また、学びと同じくらい(もしかしたらそれ以上に)、帝京SPHで築けた人のつながりもかけがえのない私の財産です。卒業から複数年たった今でも先生方に相談させていただくことがありますし、同期とはHIVの検査会や東京レインボープライドパレードでのブース出展など、一緒に取り組んでもらえる関係が続いています。
7. 帝京SPHに入学を検討されている方へのメッセージをお願いします
もっと多くの、メディカルバックグラウンドをもたない人たちにも、公衆衛生の領域に関わってもらいたいと考えています。
エイズ領域では「community-led approach(コミュニティ主導型アプローチ)」という言葉がありますが、市民やコミュニティが主体となって意思決定や対策を進めていくことの重要性がますます高まっています。

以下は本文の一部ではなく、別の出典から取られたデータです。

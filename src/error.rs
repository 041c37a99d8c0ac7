use thiserror::Error;

use crate::process::LimitReport;

/// Failures of a single external tool invocation.
///
/// `Timeout`, `OutOfMemory` and `Failed` keep whatever stdout/stderr the
/// tool produced before it died.
#[derive(Error, Debug)]
pub enum ToolError {
    #[error("The commandline \"{command}\" exceeded its time limit")]
    Timeout {
        command: String,
        stdout: String,
        stderr: String,
        report: LimitReport,
    },

    #[error("The commandline \"{command}\" failed with an out of memory error")]
    OutOfMemory {
        command: String,
        stdout: String,
        stderr: String,
        report: LimitReport,
    },

    #[error("The commandline \"{command}\" failed with exit code {}.\nStandard error:\n{stderr}", exit_label(.exit_code))]
    Failed {
        command: String,
        exit_code: Option<i32>,
        stdout: String,
        stderr: String,
    },

    #[error("Failed to start \"{command}\": {source}")]
    Spawn {
        command: String,
        #[source]
        source: std::io::Error,
    },

    #[error("IO error while running \"{command}\": {source}")]
    Io {
        command: String,
        #[source]
        source: std::io::Error,
    },
}

fn exit_label(code: &Option<i32>) -> String {
    code.map(|c| c.to_string())
        .unwrap_or_else(|| "<signal>".to_string())
}

impl ToolError {
    /// Standard output captured before the failure, if any.
    pub fn stdout(&self) -> &str {
        match self {
            ToolError::Timeout { stdout, .. }
            | ToolError::OutOfMemory { stdout, .. }
            | ToolError::Failed { stdout, .. } => stdout,
            ToolError::Spawn { .. } | ToolError::Io { .. } => "",
        }
    }

    /// Standard error captured before the failure, if any.
    pub fn stderr(&self) -> &str {
        match self {
            ToolError::Timeout { stderr, .. }
            | ToolError::OutOfMemory { stderr, .. }
            | ToolError::Failed { stderr, .. } => stderr,
            ToolError::Spawn { .. } | ToolError::Io { .. } => "",
        }
    }

    pub fn is_timeout(&self) -> bool {
        matches!(self, ToolError::Timeout { .. })
    }

    pub fn is_out_of_memory(&self) -> bool {
        matches!(self, ToolError::OutOfMemory { .. })
    }
}

#[derive(Error, Debug)]
pub enum Error {
    #[error("IO error: {0}")]
    Io(#[from] std::io::Error),

    #[error("JSON error: {0}")]
    Json(#[from] serde_json::Error),

    #[error("YAML error: {0}")]
    Yaml(#[from] serde_yaml::Error),

    #[error("TOML parse error: {0}")]
    TomlParse(#[from] toml::de::Error),

    #[error(transparent)]
    Tool(#[from] ToolError),

    #[error("Scheduler contract violation: {0}")]
    ContractViolation(String),

    #[error("Phase {phase} of {task} failed: {message}")]
    PhaseFailed {
        task: String,
        phase: usize,
        message: String,
    },

    #[error("Task join error: {0}")]
    TaskJoin(String),

    #[error("Configuration error: {0}")]
    Config(String),

    #[error("Manifest error: {0}")]
    Manifest(String),

    #[error("No home directory")]
    NoHomeDir,

    #[error("Scheduler was shut down")]
    Cancelled,
}

pub type Result<T> = std::result::Result<T, Error>;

仕事をしながら、あるいは医療職ではない立場で大学院に進学し、公衆衛生学を学ぶことは、勇気のいることだと思います。私も実際に行動に移すまで何年もかかりました。
何か変えたい、自分も変わりたいと、心では思っていても、今のコンフォートゾーンの引力は強いですよね。これは「現状維持バイアス」と呼ばれると、健康行動科学の講義で学びました。
でも思い切って一歩を踏み出して、ぜひ挑戦してみてください。
いざコースに入ってみると、課題の多さや、これまで取り組んだことのない分野の難しさに戸惑うことがあると思います。私も、特に生物統計学や疫学の講義では何度もその困難に直面しました。
そんなときには、「困っている」と発信する、自分の受援力を試してみてください。きっと先生方や院生の仲間が応答してくれるはずです。
そうして得られた人とのつながりこそが、帝京SPHで得た、私の財産です。